The schedule features a mixture of programmes covering local news and current affairs, as well as music shows appealing to diverse musical tastes, including country, rock and Irish traditional music.

West Limerick 102 is a member of CRAOL, the Community Radio Forum of Ireland.

Broadcasting hours
 07:00 - 01:00 Daily

Broadcasting frequencies
 102.2 MHz covering the Newcastle West / Rathkeale area
 101.6 MHz covering the Shannon Estuary area
 101.4 MHz covering the Abbeyfeale area
 And online at http://www.westlimerick102.ie

History and background
West Limerick 102 is the first ever radio licence issued specifically for West Limerick.

The level of interest in having a dedicated station for the region had been tested in 2003/'04 by an unlicensed radio operation called NCW 103 (later known as NCW 106 following a move in frequency).

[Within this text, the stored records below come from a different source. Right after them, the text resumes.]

// Copyright 2025 the Sumi Authors
// SPDX-License-Identifier: Apache-2.0 OR MIT

//! Simple helpers for managing wgpu state, plus the blocking executor and
//! texture readback used at explicit synchronization points.

use std::future::Future;

use wgpu::{Adapter, Device, Instance, Limits, Queue, Texture};

use crate::{Error, Result};

/// Simple render context that maintains wgpu state for the stroke pipeline.
pub struct RenderContext {
    pub instance: Instance,
    pub devices: Vec<DeviceHandle>,
}

pub struct DeviceHandle {
    adapter: Adapter,
    pub device: Device,
    pub queue: Queue,
}

impl RenderContext {
    #[allow(clippy::new_without_default)]
    pub fn new() -> Self {
        let instance = Instance::new(wgpu::InstanceDescriptor {
            backends: wgpu::util::backend_bits_from_env().unwrap_or_default(),
            flags: wgpu::InstanceFlags::from_build_config().with_env(),
            ..Default::default()
        });
        Self {
            instance,
            devices: Vec::new(),
        }
    }

    /// Finds or creates a usable device handle id.
    pub async fn device(&mut self) -> Option<usize> {
        if self.devices.is_empty() {
            return self.new_device().await;
        }
        Some(0)
    }

    /// As [`Self::device`], but error-typed for initialization sequences that
    /// treat a missing adapter as fatal.
    pub async fn device_handle(&mut self) -> Result<&DeviceHandle> {
        let id = self.device().await.ok_or(Error::NoCompatibleDevice)?;
        Ok(&self.devices[id])
    }

    async fn new_device(&mut self) -> Option<usize> {
        let adapter =
            wgpu::util::initialize_adapter_from_env_or_default(&self.instance, None).await?;
        let (device, queue) = adapter
            .request_device(
                &wgpu::DeviceDescriptor {
                    label: None,
                    required_features: wgpu::Features::empty(),
                    required_limits: Limits::default(),
                    memory_hints: wgpu::MemoryHints::default(),
                },
                None,
            )
            .await
            .ok()?;
        self.devices.push(DeviceHandle {
            adapter,
            device,
            queue,
        });
        Some(self.devices.len() - 1)
    }
}

impl DeviceHandle {
    /// Returns the adapter associated with the device.
    pub fn adapter(&self) -> &Adapter {
        &self.adapter
    }
}

struct NullWake;

impl std::task::Wake for NullWake {
    fn wake(self: std::sync::Arc<Self>) {}
}

/// Block on a future, polling the device as needed.
///
/// This will deadlock if the future is awaiting anything other than GPU progress.
pub fn block_on_wgpu<F: Future>(device: &Device, fut: F) -> F::Output {
    if cfg!(target_arch = "wasm32") {
        panic!("Blocking can't work on WASM, so don't try");
    }
    let waker = std::task::Waker::from(std::sync::Arc::new(NullWake));
    let mut context = std::task::Context::from_waker(&waker);
    // Same logic as `pin_mut!` macro from `pin_utils`.
    let mut fut = std::pin::pin!(fut);
    loop {
        match fut.as_mut().poll(&mut context) {
            std::task::Poll::Pending => {
                let _ = device.poll(wgpu::Maintain::Wait);
            }
            std::task::Poll::Ready(item) => break item,
        }
    }
}

/// Reads a texture's contents back to the CPU, with row padding removed.
///
/// This is an explicit synchronization point: the calling thread blocks until
/// every submission touching the texture has completed. It must not run on a
/// thread that handles pointer events.
pub fn read_texture(device: &Device, queue: &Queue, texture: &Texture) -> Result<Vec<u8>> {
    let format = texture.format();
    let Some(bytes_per_texel) = format.block_copy_size(None) else {
        return Err(Error::UnsupportedReadbackFormat(format));
    };
    let (width, height) = (texture.width(), texture.height());
    let padded_byte_width = (width * bytes_per_texel).next_multiple_of(256);
    let buffer = device.create_buffer(&wgpu::BufferDescriptor {
        label: Some("sumi.readback"),
        size: u64::from(padded_byte_width) * u64::from(height),
        usage: wgpu::BufferUsages::MAP_READ | wgpu::BufferUsages::COPY_DST,
        mapped_at_creation: false,
    });
    let mut encoder = device.create_command_encoder(&wgpu::CommandEncoderDescriptor {
        label: Some("sumi.readback"),
    });
    encoder.copy_texture_to_buffer(
        texture.as_image_copy(),
        wgpu::ImageCopyBuffer {
            buffer: &buffer,
            layout: wgpu::ImageDataLayout {
                offset: 0,
                bytes_per_row: Some(padded_byte_width),
                rows_per_image: None,
            },
        },
        texture.size(),
    );
    queue.submit([encoder.finish()]);

    let slice = buffer.slice(..);
    let (sender, receiver) = futures_intrusive::channel::shared::oneshot_channel();
    slice.map_async(wgpu::MapMode::Read, move |v| drop(sender.send(v)));
    let received = block_on_wgpu(device, receiver.receive()).ok_or(Error::ReadbackChannelClosed)?;
    received?;

    let data = slice.get_mapped_range();
    let row_bytes = (width * bytes_per_texel) as usize;
    let mut out = Vec::with_capacity(row_bytes * height as usize);
    for row in 0..height {
        let start = (row * padded_byte_width) as usize;
        out.extend_from_slice(&data[start..start + row_bytes]);
    }
    drop(data);
    buffer.unmap();
    Ok(out)
}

In sharp contrast to many pirate radio operations that had previously operated in the Limerick region, the primary focus of NCW was to measure the feasibility of such a station and, having determined that the interest did indeed exist, the operators of NCW voluntarily shut down the operation and applied to the Broadcasting Commission of Ireland (BCI) for a licence to serve the area.

The initial offering from the BCI was a 30-day temporary licence, and following a significant expansion of the team of volunteers and presenters, the station went on air as "West Limerick Community Radio" for the month of June 2004. Broadcasting solely on 102.2FM, the initial pilot covered a range of about 5 miles from studios in the square in Newcastle West.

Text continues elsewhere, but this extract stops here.